After that, nothing else could compete, but I ate very well in America, not least because I went on holiday with some terrific cooks who rustled up some fantastic barbecues, risotti, plum tarte tatins, and so on and on and on. We didn't actually eat out a great deal but the quality of groceries (especially the bread, bagels and cakes) in the Hamptons was pretty bloody high.
In NY I did also visit one of my fave places, Gus's Pickles on the Lower East Side, which is a very cool pickling joint where all their stuff is served from giant barrels on the street. New Yorkers take their pickles pretty seriously and one of the things I like most about food there is its Jewish/East Europeanness and Gus's is justly famous, so much so that it seems there are pickles out there which claim to be made by Gus that just ain't.
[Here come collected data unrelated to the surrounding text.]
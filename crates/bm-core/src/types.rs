//! Record schemas for daemon responses
//!
//! Every JSON-encoded result the daemon returns has an explicit schema here.
//! Free-text fields arrive base64-encoded and timestamps arrive as Unix
//! seconds; both are converted while deserializing, so a record that
//! deserializes successfully is already in its decoded form.

use chrono::{DateTime, Utc};
use serde::{Deserialize, Serialize};
use std::fmt;

use crate::serde_utils::{base64_text, int_bool, unix_timestamp};

fn default_true() -> bool {
    true
}

fn default_encoding_type() -> u8 {
    2
}

/// An identity held by the daemon (`listAddresses`)
#[derive(Debug, Clone, PartialEq, Eq, Serialize, Deserialize)]
pub struct Address {
    /// Label shown in the daemon UI
    #[serde(default)]
    pub label: String,
    /// `BM-` address string
    pub address: String,
    /// Stream number
    #[serde(default)]
    pub stream: u32,
    /// Whether the identity is enabled
    #[serde(default = "default_true", deserialize_with = "int_bool::deserialize")]
    pub enabled: bool,
    /// Whether this is a chan address
    #[serde(default, deserialize_with = "int_bool::deserialize")]
    pub chan: bool,
}

/// A received message
#[derive(Debug, Clone, PartialEq, Eq, Serialize, Deserialize)]
#[serde(rename_all = "camelCase")]
pub struct InboxMessage {
    /// Message identifier (hex)
    pub msgid: String,
    /// Recipient address
    pub to_address: String,
    /// Sender address
    pub from_address: String,
    /// Subject line
    #[serde(deserialize_with = "base64_text::deserialize")]
    pub subject: String,
    /// Message body
    #[serde(deserialize_with = "base64_text::deserialize")]
    pub message: String,
    /// Message encoding type (2 = simple)
    #[serde(default = "default_encoding_type")]
    pub encoding_type: u8,
    /// When the daemon received the message
    #[serde(deserialize_with = "unix_timestamp::deserialize")]
    pub received_time: DateTime<Utc>,
    /// Whether the message has been read
    #[serde(default, deserialize_with = "int_bool::deserialize")]
    pub read: bool,
}

/// A message sent from one of the daemon's identities
#[derive(Debug, Clone, PartialEq, Eq, Serialize, Deserialize)]
#[serde(rename_all = "camelCase")]
pub struct SentMessage {
    /// Message identifier (hex)
    pub msgid: String,
    /// Recipient address
    pub to_address: String,
    /// Sender address
    pub from_address: String,
    /// Subject line
    #[serde(deserialize_with = "base64_text::deserialize")]
    pub subject: String,
    /// Message body
    #[serde(deserialize_with = "base64_text::deserialize")]
    pub message: String,
    /// Message encoding type (2 = simple)
    #[serde(default = "default_encoding_type")]
    pub encoding_type: u8,
    /// Time of the last status change
    #[serde(deserialize_with = "unix_timestamp::deserialize")]
    pub last_action_time: DateTime<Utc>,
    /// Delivery status
    pub status: MessageStatus,
    /// Acknowledgement data identifying the message
    pub ack_data: String,
}

/// A broadcast subscription
#[derive(Debug, Clone, PartialEq, Eq, Serialize, Deserialize)]
pub struct Subscription {
    /// Label for the subscription
    #[serde(deserialize_with = "base64_text::deserialize")]
    pub label: String,
    /// Address subscribed to
    pub address: String,
    /// Whether the subscription is active
    #[serde(default = "default_true", deserialize_with = "int_bool::deserialize")]
    pub enabled: bool,
}

/// Delivery status of a sent message or broadcast
#[derive(Debug, Clone, PartialEq, Eq, Hash, Serialize, Deserialize)]
#[serde(from = "String", into = "String")]
pub enum MessageStatus {
    NotFound,
    MsgQueued,
    BroadcastQueued,
    BroadcastSent,
    DoingPubkeyPow,
    AwaitingPubkey,
    DoingMsgPow,
    ForcePow,
    MsgSent,
    MsgSentNoAckExpected,
    AckReceived,
    TooDifficult,
    BadKey,
    /// Any status string this client does not know about
    Other(String),
}

impl MessageStatus {
    /// Wire representation of the status
    pub fn as_str(&self) -> &str {
        match self {
            MessageStatus::NotFound => "notfound",
            MessageStatus::MsgQueued => "msgqueued",
            MessageStatus::BroadcastQueued => "broadcastqueued",
            MessageStatus::BroadcastSent => "broadcastsent",
            MessageStatus::DoingPubkeyPow => "doingpubkeypow",
            MessageStatus::AwaitingPubkey => "awaitingpubkey",
            MessageStatus::DoingMsgPow => "doingmsgpow",
            MessageStatus::ForcePow => "forcepow",
            MessageStatus::MsgSent => "msgsent",
            MessageStatus::MsgSentNoAckExpected => "msgsentnoackexpected",
            MessageStatus::AckReceived => "ackreceived",
            MessageStatus::TooDifficult => "toodifficult",
            MessageStatus::BadKey => "badkey",
            MessageStatus::Other(status) => status,
        }
    }

    /// Whether the message has left this node
    pub fn is_sent(&self) -> bool {
        matches!(
            self,
            MessageStatus::BroadcastSent
                | MessageStatus::MsgSent
                | MessageStatus::MsgSentNoAckExpected
                | MessageStatus::AckReceived
        )
    }
}

impl From<&str> for MessageStatus {
    fn from(s: &str) -> Self {
        match s {
            "notfound" => MessageStatus::NotFound,
            "msgqueued" => MessageStatus::MsgQueued,
            "broadcastqueued" => MessageStatus::BroadcastQueued,
            "broadcastsent" => MessageStatus::BroadcastSent,
            "doingpubkeypow" => MessageStatus::DoingPubkeyPow,
            "awaitingpubkey" => MessageStatus::AwaitingPubkey,
            "doingmsgpow" => MessageStatus::DoingMsgPow,
            "forcepow" => MessageStatus::ForcePow,
            "msgsent" => MessageStatus::MsgSent,
            "msgsentnoackexpected" => MessageStatus::MsgSentNoAckExpected,
            "ackreceived" => MessageStatus::AckReceived,
            "toodifficult" => MessageStatus::TooDifficult,
            "badkey" => MessageStatus::BadKey,
            other => MessageStatus::Other(other.to_string()),
        }
    }
}

impl From<String> for MessageStatus {
    fn from(s: String) -> Self {
        MessageStatus::from(s.as_str())
    }
}

impl From<MessageStatus> for String {
    fn from(status: MessageStatus) -> Self {
        status.as_str().to_string()
    }
}

impl fmt::Display for MessageStatus {
    fn fmt(&self, f: &mut fmt::Formatter<'_>) -> fmt::Result {
        write!(f, "{}", self.as_str())
    }
}

/// Parameters of `createDeterministicAddresses`, in wire order
#[derive(Debug, Clone, Copy, PartialEq, Eq)]
pub struct DeterministicOptions {
    /// How many addresses to generate
    pub number_of_addresses: u32,
    /// Address version (0 lets the daemon choose)
    pub address_version: u32,
    /// Stream number (0 lets the daemon choose)
    pub stream: u32,
    /// Spend extra work for a shorter address
    pub eighteen_byte_ripe: bool,
    /// Proof-of-work difficulty multiplier demanded from senders
    pub total_difficulty: u32,
    /// Difficulty multiplier for small messages
    pub small_message_difficulty: u32,
}

impl Default for DeterministicOptions {
    fn default() -> Self {
        Self {
            number_of_addresses: 1,
            address_version: 0,
            stream: 0,
            eighteen_byte_ripe: false,
            total_difficulty: 1,
            small_message_difficulty: 1,
        }
    }
}

// ============================================================================
// Response envelopes
// ============================================================================

/// `listAddresses` result
#[derive(Debug, Clone, Deserialize)]
pub struct AddressList {
    pub addresses: Vec<Address>,
}

/// `createDeterministicAddresses` result
#[derive(Debug, Clone, Deserialize)]
pub struct GeneratedAddresses {
    pub addresses: Vec<String>,
}

/// `getAllInboxMessages` result
#[derive(Debug, Clone, Deserialize)]
#[serde(rename_all = "camelCase")]
pub struct InboxMessageList {
    pub inbox_messages: Vec<InboxMessage>,
}

/// `getInboxMessageById` result
#[derive(Debug, Clone, Deserialize)]
#[serde(rename_all = "camelCase")]
pub struct InboxMessageEnvelope {
    pub inbox_message: Vec<InboxMessage>,
}

/// `getAllSentMessages` result
#[derive(Debug, Clone, Deserialize)]
#[serde(rename_all = "camelCase")]
pub struct SentMessageList {
    pub sent_messages: Vec<SentMessage>,
}

/// `getSentMessageById` / `getSentMessageByAckData` result
#[derive(Debug, Clone, Deserialize)]
#[serde(rename_all = "camelCase")]
pub struct SentMessageEnvelope {
    pub sent_message: Vec<SentMessage>,
}

/// `listSubscriptions` result
#[derive(Debug, Clone, Deserialize)]
pub struct SubscriptionList {
    pub subscriptions: Vec<Subscription>,
}
//! Output formatting utilities for the CLI
//!
//! Tables for identities, messages and subscriptions, a detail view for a
//! single message, JSON output for `--json`, and colored status lines.

use chrono::{DateTime, Utc};
use serde::Serialize;
use tabled::{
    settings::{Style, Width},
    Table, Tabled,
};

use bm_core::types::{Address, InboxMessage, SentMessage, Subscription};

/// Widest subject column before truncation
const SUBJECT_WIDTH: usize = 40;

/// Format identities as an ASCII table
///
/// One row per identity with its label, address, stream number and the
/// enabled and chan flags. Empty labels show as a dash.
///
/// # Arguments
/// * `addresses` - Identities as returned by `listAddresses`
///
/// # Returns
/// A formatted string suitable for terminal output, or "No addresses" if the
/// list is empty.
pub fn format_addresses(addresses: &[Address]) -> String {
    if addresses.is_empty() {
        return "No addresses".to_string();
    }

    #[derive(Tabled)]
    struct AddressRow {
        #[tabled(rename = "LABEL")]
        label: String,
        #[tabled(rename = "ADDRESS")]
        address: String,
        #[tabled(rename = "STREAM")]
        stream: u32,
        #[tabled(rename = "ENABLED")]
        enabled: &'static str,
        #[tabled(rename = "CHAN")]
        chan: &'static str,
    }

    let rows: Vec<AddressRow> = addresses
        .iter()
        .map(|a| AddressRow {
            label: or_dash(&a.label),
            address: a.address.clone(),
            stream: a.stream,
            enabled: yes_no(a.enabled),
            chan: yes_no(a.chan),
        })
        .collect();

    Table::new(rows).with(Style::rounded()).to_string()
}

/// Format inbox messages as an ASCII table, newest first
///
/// Unread messages are marked with `*` in the first column. Message ids are
/// shortened and long subjects truncated so rows fit a terminal.
///
/// # Arguments
/// * `messages` - Decoded inbox records, in any order
///
/// # Returns
/// A formatted string suitable for terminal output, or "Inbox is empty" if
/// there are no messages.
pub fn format_inbox(messages: &[InboxMessage]) -> String {
    if messages.is_empty() {
        return "Inbox is empty".to_string();
    }

    #[derive(Tabled)]
    struct InboxRow {
        #[tabled(rename = "")]
        unread: &'static str,
        #[tabled(rename = "MSGID")]
        msgid: String,
        #[tabled(rename = "FROM")]
        from: String,
        #[tabled(rename = "SUBJECT")]
        subject: String,
        #[tabled(rename = "RECEIVED")]
        received: String,
    }

    let mut sorted: Vec<&InboxMessage> = messages.iter().collect();
    sorted.sort_by(|a, b| b.received_time.cmp(&a.received_time));

    let rows: Vec<InboxRow> = sorted
        .into_iter()
        .map(|m| InboxRow {
            unread: if m.read { " " } else { "*" },
            msgid: truncate(&m.msgid, 12),
            from: m.from_address.clone(),
            subject: truncate(&m.subject, SUBJECT_WIDTH),
            received: format_time(&m.received_time),
        })
        .collect();

    Table::new(rows)
        .with(Style::rounded())
        .with(Width::wrap(140))
        .to_string()
}

/// Format sent messages as an ASCII table, ordered by last action, newest first
///
/// # Arguments
/// * `messages` - Decoded sent-folder records, in any order
///
/// # Returns
/// A formatted string suitable for terminal output, or "No sent messages" if
/// the list is empty.
pub fn format_sent(messages: &[SentMessage]) -> String {
    if messages.is_empty() {
        return "No sent messages".to_string();
    }

    #[derive(Tabled)]
    struct SentRow {
        #[tabled(rename = "MSGID")]
        msgid: String,
        #[tabled(rename = "TO")]
        to: String,
        #[tabled(rename = "SUBJECT")]
        subject: String,
        #[tabled(rename = "STATUS")]
        status: String,
        #[tabled(rename = "LAST ACTION")]
        last_action: String,
    }

    let mut sorted: Vec<&SentMessage> = messages.iter().collect();
    sorted.sort_by(|a, b| b.last_action_time.cmp(&a.last_action_time));

    let rows: Vec<SentRow> = sorted
        .into_iter()
        .map(|m| SentRow {
            msgid: truncate(&m.msgid, 12),
            to: m.to_address.clone(),
            subject: truncate(&m.subject, SUBJECT_WIDTH),
            status: m.status.to_string(),
            last_action: format_time(&m.last_action_time),
        })
        .collect();

    Table::new(rows)
        .with(Style::rounded())
        .with(Width::wrap(140))
        .to_string()
}

/// Format broadcast subscriptions as an ASCII table
///
/// # Arguments
/// * `subscriptions` - Subscriptions as returned by `listSubscriptions`
///
/// # Returns
/// A formatted string, or "No subscriptions" if the list is empty.
pub fn format_subscriptions(subscriptions: &[Subscription]) -> String {
    if subscriptions.is_empty() {
        return "No subscriptions".to_string();
    }

    #[derive(Tabled)]
    struct SubscriptionRow {
        #[tabled(rename = "LABEL")]
        label: String,
        #[tabled(rename = "ADDRESS")]
        address: String,
        #[tabled(rename = "ENABLED")]
        enabled: &'static str,
    }

    let rows: Vec<SubscriptionRow> = subscriptions
        .iter()
        .map(|s| SubscriptionRow {
            label: or_dash(&s.label),
            address: s.address.clone(),
            enabled: yes_no(s.enabled),
        })
        .collect();

    Table::new(rows).with(Style::rounded()).to_string()
}

/// Format one received message with headers and body
///
/// # Arguments
/// * `message` - Decoded inbox record
///
/// # Returns
/// Aligned header lines, a blank line, then the full body untruncated.
pub fn format_inbox_message(message: &InboxMessage) -> String {
    let mut output = String::new();
    output.push_str(&format!("Message:  {}\n", message.msgid));
    output.push_str(&format!("From:     {}\n", message.from_address));
    output.push_str(&format!("To:       {}\n", message.to_address));
    output.push_str(&format!("Received: {}\n", format_time(&message.received_time)));
    output.push_str(&format!(
        "Read:     {}\n",
        if message.read { "yes" } else { "no" }
    ));
    output.push_str(&format!("Subject:  {}\n", message.subject));
    output.push('\n');
    output.push_str(&message.message);
    output
}

/// Format one sent message with headers and body
pub fn format_sent_message(message: &SentMessage) -> String {
    let mut output = String::new();
    output.push_str(&format!("Message:     {}\n", message.msgid));
    output.push_str(&format!("From:        {}\n", message.from_address));
    output.push_str(&format!("To:          {}\n", message.to_address));
    output.push_str(&format!("Status:      {}\n", message.status));
    output.push_str(&format!(
        "Last action: {}\n",
        format_time(&message.last_action_time)
    ));
    output.push_str(&format!("Ack data:    {}\n", message.ack_data));
    output.push_str(&format!("Subject:     {}\n", message.subject));
    output.push('\n');
    output.push_str(&message.message);
    output
}

/// Print any serializable value as pretty JSON on stdout
pub fn print_json<T: Serialize + ?Sized>(value: &T) -> anyhow::Result<()> {
    println!("{}", serde_json::to_string_pretty(value)?);
    Ok(())
}

fn format_time(time: &DateTime<Utc>) -> String {
    time.format("%Y-%m-%d %H:%M:%S").to_string()
}

fn yes_no(flag: bool) -> &'static str {
    if flag {
        "yes"
    } else {
        "no"
    }
}

fn or_dash(s: &str) -> String {
    if s.is_empty() {
        "-".to_string()
    } else {
        s.to_string()
    }
}

/// Truncate to `max_len` characters with an ellipsis
fn truncate(s: &str, max_len: usize) -> String {
    if s.chars().count() <= max_len {
        s.to_string()
    } else {
        let kept: String = s.chars().take(max_len.saturating_sub(3)).collect();
        format!("{}...", kept)
    }
}

/// Print a success message in green with a checkmark prefix
pub fn print_success(msg: &str) {
    use crossterm::style::{Color, Print, ResetColor, SetForegroundColor};

    let mut stdout = std::io::stdout();
    let _ = crossterm::execute!(
        stdout,
        SetForegroundColor(Color::Green),
        Print("✓ "),
        ResetColor,
        Print(msg),
        Print("\n")
    );
}

/// Print an error message in red with an X prefix, on stderr
pub fn print_error(msg: &str) {
    use crossterm::style::{Color, Print, ResetColor, SetForegroundColor};

    let mut stderr = std::io::stderr();
    let _ = crossterm::execute!(
        stderr,
        SetForegroundColor(Color::Red),
        Print("✗ "),
        ResetColor,
        Print(msg),
        Print("\n")
    );
}

/// Print a warning in yellow, on stderr
pub fn print_warning(msg: &str) {
    use crossterm::style::{Color, Print, ResetColor, SetForegroundColor};

    let mut stderr = std::io::stderr();
    let _ = crossterm::execute!(
        stderr,
        SetForegroundColor(Color::Yellow),
        Print("⚠ "),
        ResetColor,
        Print(msg),
        Print("\n")
    );
}

/// Print an informational message in cyan
pub fn print_info(msg: &str) {
    use crossterm::style::{Color, Print, ResetColor, SetForegroundColor};

    let mut stdout = std::io::stdout();
    let _ = crossterm::execute!(
        stdout,
        SetForegroundColor(Color::Cyan),
        Print("ℹ "),
        ResetColor,
        Print(msg),
        Print("\n")
    );
}
//! Time utilities
//!
//! The daemon reports `receivedTime` and `lastActionTime` as Unix seconds,
//! sometimes as JSON numbers and sometimes as decimal strings.

use chrono::{DateTime, Utc};

use crate::error::TimestampError;

/// Convert Unix seconds to a UTC date.
///
/// # Examples
/// ```
/// use bm_core::time::from_unix_secs;
///
/// let date = from_unix_secs(1_400_000_000).unwrap();
/// assert_eq!(date.timestamp(), 1_400_000_000);
/// ```
pub fn from_unix_secs(secs: i64) -> Result<DateTime<Utc>, TimestampError> {
    DateTime::from_timestamp(secs, 0).ok_or(TimestampError::OutOfRange(secs))
}

/// Parse a base-10 Unix timestamp string and convert it to a UTC date.
///
/// Surrounding whitespace is ignored; anything else that is not an optional
/// sign followed by digits is rejected.
pub fn from_unix(value: &str) -> Result<DateTime<Utc>, TimestampError> {
    let trimmed = value.trim();
    let secs: i64 = trimmed
        .parse()
        .map_err(|_| TimestampError::NotANumber(value.to_string()))?;
    from_unix_secs(secs)
}

/// Convert a UTC date back to Unix seconds
pub fn to_unix(date: &DateTime<Utc>) -> i64 {
    date.timestamp()
}
//! Core error types for the Bitmessage RPC client

use bm_protocol::{Fault, ProtocolError};
use std::path::PathBuf;
use thiserror::Error;

/// Top-level error type for client operations
#[derive(Error, Debug)]
pub enum BmError {
    /// The remote call itself failed
    #[error("Remote call failed: {0}")]
    Remote(#[from] RemoteCallError),

    /// A result declared as JSON text did not parse as JSON
    #[error("Malformed JSON result from {method}: {source}")]
    MalformedResult {
        method: String,
        #[source]
        source: serde_json::Error,
    },

    /// A result did not match the schema expected for its method
    #[error("Unexpected response shape from {method}: {reason}")]
    UnexpectedShape { method: String, reason: String },

    /// Encoded text could not be decoded
    #[error("Text decode error: {0}")]
    Decode(#[from] TextDecodeError),

    /// Timestamp could not be converted
    #[error("Timestamp error: {0}")]
    Timestamp(#[from] TimestampError),

    /// Configuration error
    #[error("Configuration error: {0}")]
    Config(#[from] ConfigError),
}

impl BmError {
    /// Build an unexpected-shape error for a method
    pub fn unexpected_shape(method: impl Into<String>, reason: impl Into<String>) -> Self {
        BmError::UnexpectedShape {
            method: method.into(),
            reason: reason.into(),
        }
    }
}

/// Failure of a single remote procedure call
#[derive(Error, Debug)]
pub enum RemoteCallError {
    /// The method name was empty or otherwise unusable
    #[error("Invalid method name: {0:?}")]
    InvalidMethod(String),

    /// The HTTP request could not be completed
    #[error("HTTP error: {0}")]
    Http(#[from] reqwest::Error),

    /// The endpoint answered with a non-success HTTP status
    #[error("Endpoint returned HTTP {status}: {body}")]
    Status { status: u16, body: String },

    /// The endpoint returned an XML-RPC fault
    #[error("Remote fault {code}: {message}")]
    Fault { code: i32, message: String },

    /// The daemon returned an `API Error NNNN: ...` result
    #[error("API error {code}: {message}")]
    Api { code: u32, message: String },

    /// The response document could not be decoded
    #[error("Protocol error: {0}")]
    Protocol(#[from] ProtocolError),
}

impl From<Fault> for RemoteCallError {
    fn from(fault: Fault) -> Self {
        RemoteCallError::Fault {
            code: fault.code,
            message: fault.message,
        }
    }
}

/// Base64 text that could not be decoded
#[derive(Error, Debug)]
#[error("invalid base64 text: {0}")]
pub struct TextDecodeError(#[from] pub base64::DecodeError);

/// Unix timestamp that could not be converted to a date
#[derive(Error, Debug, PartialEq, Eq)]
pub enum TimestampError {
    /// Input is not a base-10 integer
    #[error("not a base-10 integer: {0:?}")]
    NotANumber(String),

    /// Input is outside the representable date range
    #[error("out of range: {0}")]
    OutOfRange(i64),
}

/// Configuration-related errors
#[derive(Error, Debug)]
pub enum ConfigError {
    /// Config file not found
    #[error("Config file not found: {0}")]
    NotFound(PathBuf),

    /// Reading, writing or creating the directory of a config file failed
    #[error("Cannot access config file {path:?}: {source}")]
    Io {
        path: PathBuf,
        #[source]
        source: std::io::Error,
    },

    /// TOML parse error
    #[error("TOML parse error: {0}")]
    Parse(#[from] toml::de::Error),

    /// TOML serialize error
    #[error("TOML serialize error: {0}")]
    Serialize(#[from] toml::ser::Error),
}

/// Result type for client operations
pub type Result<T> = std::result::Result<T, BmError>;
//! bitmessage-cli: Command-line interface for the Bitmessage daemon API
//!
//! Provides the `bitmessage` binary for managing identities, reading and
//! sending messages and handling subscriptions on a running daemon.

pub mod commands;
pub mod output;
pub mod settings;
Anyhow, I picked up a little selection to eat as a pre-doughnut appetiser and was as impressed with the pickled tomato as before and marvelled at the fact that you could buy pickled gherkins in 'fresh', 'sour', 'semi-sour' and 'hot' varieties, of which the latter was my fave, though it really packed some heat.
The mozarella is damned good in NY too and if you order a mozzie salad, what you'll get is cheese of the kind of calibre that is available here at Borough: a tender-tough membrane covering a pillowy-soft, salty, luscious, creamy inside. The fries weren't bad either, though the next time I visit I want to take my interest in both chips and pizza a bit more seriously because this was the visit that convinced me both that I'd struggle to live in America and I've led a richer life for having eaten some of the best of its street food.